"Não sou sábio nem ignorante. Conheci alegrias. Isso não diz muita coisa: vivo, e a vida me dá um enorme prazer. Quanto à morte? Quando morrer (talvez daqui a pouco), conhecerei um prazer imenso. Não falo do antegosto da morte que é insípido e frequentemente desagradável. Sofrer é embrutecedor. Mas esta é a verdade notável da qual estou seguro: experimento um prazer sem limites em viver e terei uma satisfação sem limites em morrer. (Maurice Blanchot)
Ivan Ilitch morre na primeira página da obra de 1886 de Lev Tostói. Entretanto, a narrativa não morreu com ele, ela nasceu. As narrativas se escrevem sob o corpo morto. Seja esse o corpo da página em branco, seja esse corpo o de Ivan Ilitch, ou seja o nosso corpo quando escrevemos nossas memórias. A narrativa deve ter tido o mesmo pensamento que todos aqueles que trabalhavam com Ivan Ilitch: "Aí está, morreu; e eu não' - pensou ou sentiu cada um" (TOLSTOI, 2006, p. 9), esta é, geralmente, a primeira impressão quando alguém não muito próximo morre.

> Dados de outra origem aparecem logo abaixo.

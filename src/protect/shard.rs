//! Per-container split into a native container and a symbol container.
use crate::dex::class::{ClassDef, FieldDef, MethodDef};
use crate::dex::container::Container;
use crate::dex::error::DexResultExt;
use crate::error::{IoResultExt, ProtectResult};
use crate::protect::codegen::{CodeGenerator, ShardHandle};
use crate::protect::filter::{is_eligible, AcceptancePolicy};
use crate::protect::strategy::RewriteStrategy;
use crate::types::{internal_name, internal_to_descriptor, AccessFlags, MethodRef, Proto};
use log::{debug, info};
use std::collections::HashMap;
use std::fs;
use std::path::{Path, PathBuf};

pub const JNI_INIT_SOURCE: &str = "jni_init.c";

/// Artifacts and native class bookkeeping of one processed input container.
#[derive(Debug, Clone, PartialEq, Eq)]
pub struct ShardConfig {
    pub index: usize,
    /// Input file stem, `classes2` for `classes2.dex`.
    pub name: String,
    pub native_dex: PathBuf,
    pub symbol_dex: PathBuf,
    pub resolver_source: PathBuf,
    pub native_source: PathBuf,
    /// Internal name of the class declaring the register natives.
    pub register_class: String,
    pub register_method: String,
    native_classes: Vec<String>,
    offsets: HashMap<String, usize>,
}

impl ShardConfig {
    pub fn new(
        index: usize,
        name: &str,
        dex_dir: &Path,
        source_dir: &Path,
        register_class: &str,
        register_method: &str,
    ) -> Self {
        ShardConfig {
            index,
            name: name.to_string(),
            native_dex: dex_dir.join(format!("{}_native.dex", name)),
            symbol_dex: dex_dir.join(format!("{}_sym.dex", name)),
            resolver_source: source_dir.join(format!("{}_resolver.c", name)),
            native_source: source_dir.join(format!("{}_native.c", name)),
            register_class: register_class.to_string(),
            register_method: register_method.to_string(),
            native_classes: Vec::new(),
            offsets: HashMap::new(),
        }
    }

    pub fn with_native_classes(mut self, classes: Vec<String>) -> Self {
        self.offsets = classes.iter().enumerate().map(|(i, c)| (c.clone(), i)).collect();
        self.native_classes = classes;
        self
    }

    /// Internal names (`a/b/C`) of the classes that received native methods, in offset order.
    pub fn native_classes(&self) -> &[String] {
        &self.native_classes
    }

    pub fn offset_of(&self, internal_name: &str) -> Option<usize> {
        self.offsets.get(internal_name).copied()
    }

    /// The static `(I)V` method a class initializer calls to bind its natives.
    pub fn register_method_ref(&self) -> MethodRef {
        MethodRef::new(
            &internal_to_descriptor(&self.register_class),
            &self.register_method,
            Proto::new("V", &["I"]),
        )
    }
}

/// All shards of a run plus the aggregate JNI init source.
#[derive(Debug, Clone)]
pub struct GlobalConfig {
    pub shards: Vec<ShardConfig>,
    pub handles: Vec<ShardHandle>,
    pub jni_init: PathBuf,
}

impl GlobalConfig {
    pub fn native_method_count(&self) -> usize {
        self.handles.iter().map(|h| h.methods).sum()
    }

    /// Every generated C source, for the build script.
    pub fn sources(&self) -> Vec<PathBuf> {
        let mut sources: Vec<PathBuf> = self
            .shards
            .iter()
            .flat_map(|s| [s.resolver_source.clone(), s.native_source.clone()])
            .collect();
        sources.push(self.jni_init.clone());
        sources
    }
}

/// Result of splitting one container.
#[derive(Debug)]
pub struct Split {
    pub native: Container,
    pub symbols: Container,
    pub native_classes: Vec<String>,
}

fn to_native(method: &MethodDef) -> MethodDef {
    let mut access = method.access | AccessFlags::NATIVE;
    if access.contains(AccessFlags::DECLARED_SYNCHRONIZED) {
        access.remove(AccessFlags::DECLARED_SYNCHRONIZED);
        access.insert(AccessFlags::SYNCHRONIZED);
    }
    MethodDef {
        access,
        code: None,
        ..method.clone()
    }
}

fn symbol_method(method: &MethodDef) -> MethodDef {
    MethodDef::new(method.method.clone(), method.access, method.code.clone())
}

/// Native and symbol variants of an accepted class; `None` when nothing in it can move.
pub fn split_class(class: &ClassDef, policy: &dyn AcceptancePolicy) -> Option<(ClassDef, ClassDef)> {
    let moves = |m: &MethodDef| is_eligible(m) && policy.accept_method(m);
    if !class.methods().any(|m| moves(m)) {
        return None;
    }

    let rewrite = |methods: &[MethodDef]| -> Vec<MethodDef> {
        methods
            .iter()
            .map(|m| if moves(m) { to_native(m) } else { m.clone() })
            .collect()
    };
    let native = ClassDef {
        direct_methods: rewrite(&class.direct_methods),
        virtual_methods: rewrite(&class.virtual_methods),
        ..class.clone()
    };

    let mut symbols = class.shell();
    for field in class.fields() {
        symbols.add_field(FieldDef::new(field.field.clone(), field.access));
    }
    symbols.direct_methods = class.direct_methods.iter().filter(|m| moves(m)).map(symbol_method).collect();
    symbols.virtual_methods = class.virtual_methods.iter().filter(|m| moves(m)).map(symbol_method).collect();
    Some((native, symbols))
}

/// Partition `container` by `policy`. Rejected classes go to the native container unchanged.
pub fn split(container: &Container, policy: &dyn AcceptancePolicy) -> ProtectResult<Split> {
    let mut native = Container::default();
    let mut symbols = Container::default();
    let mut native_classes = Vec::new();

    for class in container.classes() {
        let parts = if policy.accept_class(class) {
            split_class(class, policy)
        } else {
            None
        };
        match parts {
            Some((native_class, symbol_class)) => {
                debug!("nativizing methods of {}", class.descriptor);
                if let Some(name) = internal_name(&class.descriptor) {
                    native_classes.push(name.to_string());
                }
                native.intern(native_class)?;
                symbols.intern(symbol_class)?;
            }
            None => native.intern(class.clone())?,
        }
    }
    Ok(Split {
        native,
        symbols,
        native_classes,
    })
}

/// Drives the split and code generation over every input container.
pub struct ShardProcessor<'a> {
    pub policy: &'a dyn AcceptancePolicy,
    pub generator: &'a dyn CodeGenerator,
    pub strategy: &'a dyn RewriteStrategy,
    /// Internal name of the class the register natives are declared on.
    pub register_class: &'a str,
}

impl ShardProcessor<'_> {
    /// Split one container, write both containers, then generate its native sources.
    pub fn process(
        &self,
        index: usize,
        input: &Path,
        dex_dir: &Path,
        source_dir: &Path,
    ) -> ProtectResult<(ShardConfig, ShardHandle)> {
        let name = input
            .file_stem()
            .and_then(|s| s.to_str())
            .unwrap_or("classes")
            .to_string();
        let bytes = fs::read(input).at_path(input)?;
        let container = Container::from_bytes(&bytes).context(|| input.display().to_string())?;
        let parts = split(&container, self.policy)?;

        let config = ShardConfig::new(
            index,
            &name,
            dex_dir,
            source_dir,
            self.register_class,
            &format!("initClass{}", index),
        )
        .with_native_classes(parts.native_classes);

        fs::write(&config.native_dex, parts.native.to_bytes()?).at_path(&config.native_dex)?;
        let symbol_bytes = parts.symbols.to_bytes()?;
        fs::write(&config.symbol_dex, &symbol_bytes).at_path(&config.symbol_dex)?;

        // generate from the container as written, not the in-memory one
        let symbols = Container::from_bytes(&symbol_bytes).context(|| config.symbol_dex.display().to_string())?;
        let generated = self.generator.generate(&symbols, &config, self.strategy)?;
        fs::write(&config.resolver_source, generated.resolver).at_path(&config.resolver_source)?;
        fs::write(&config.native_source, generated.native).at_path(&config.native_source)?;

        info!(
            "{}: {} classes, {} with native methods",
            name,
            container.len(),
            config.native_classes().len()
        );
        Ok((config, generated.handle))
    }

    /// Process every input in order and write the aggregate init source.
    pub fn process_all(&self, inputs: &[PathBuf], dex_dir: &Path, source_dir: &Path) -> ProtectResult<GlobalConfig> {
        fs::create_dir_all(dex_dir).at_path(dex_dir)?;
        fs::create_dir_all(source_dir).at_path(source_dir)?;
        let mut shards = Vec::with_capacity(inputs.len());
        let mut handles = Vec::with_capacity(inputs.len());
        for (index, input) in inputs.iter().enumerate() {
            let (config, handle) = self.process(index, input, dex_dir, source_dir)?;
            shards.push(config);
            handles.push(handle);
        }

        let jni_init = source_dir.join(JNI_INIT_SOURCE);
        let init = self.generator.generate_init(&handles, self.register_class)?;
        fs::write(&jni_init, init).at_path(&jni_init)?;
        Ok(GlobalConfig {
            shards,
            handles,
            jni_init,
        })
    }
}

Pode-se negar, numa fingida misericórdia cristã, mas os instintos humanos nos levam até esse momento, o humano que há em cada um faz com que pense inconscientemente na preservação da própria vida em primeiro lugar. Porém, a narrativa não tem esses escrúpulos cristãos sobre a morte, realmente pensou: ele morreu e eu não. E a partir desse pensamento, passou a refletir nesse interdito que a morte se tornou, por vários motivos que não merecem ser enumerados de tão pequenos e mesquinhos que são. Os amigos reunidos de Ivan Ilitch em torno da notícia de sua morte começaram a pensar no futuro, nas promoções que a morte de um juiz, como o personagem principal, poderiam causar. A narrativa, entretanto, não olhou para o futuro, olhou para o passado. "Quanto mais voltava para trás, mais vida havia". (TOLSTOI, 2006, p. 70). E a narrativa estava interessada na vida. E nos trouxe ao ouvido a história de Ivan Ilitch. Como chegou ao momento que chegou, o que teve que sofrer e fazer sofrer para poder ser quem era, ter o que tinha e pensar o que pensava. Ivan Ilitch como qualquer ser humano estava mais interessado no futuro do que no presente, construiu uma carreira, lutou por ela ao lado de uma mulher que não amava, visto que seu casamento foi um cômodo negócio. Mas o que Ivan Ilitch não esperava era ser surpreendido pelo presente. Sua doença, um tormento impossível de ser identificado, fez com que seus pensamentos se voltassem para o presente, o futuro deixou de existir, e o passado teve que ser repensado, repisado:
"Assim como os tormentos se tornam cada vez piores também toda a vida se tornava cada vez pior" - pensou ele. Havia um ponto luminoso alhures, atrás, no começo da vida, e depois tudo se tornava cada vez mais negro e cada vez mais rápido. "Na razão inversa dos quadrados da distância para a morte" - pensou Ivan Ilitch. (TOLSTOI, 2006, p. 70)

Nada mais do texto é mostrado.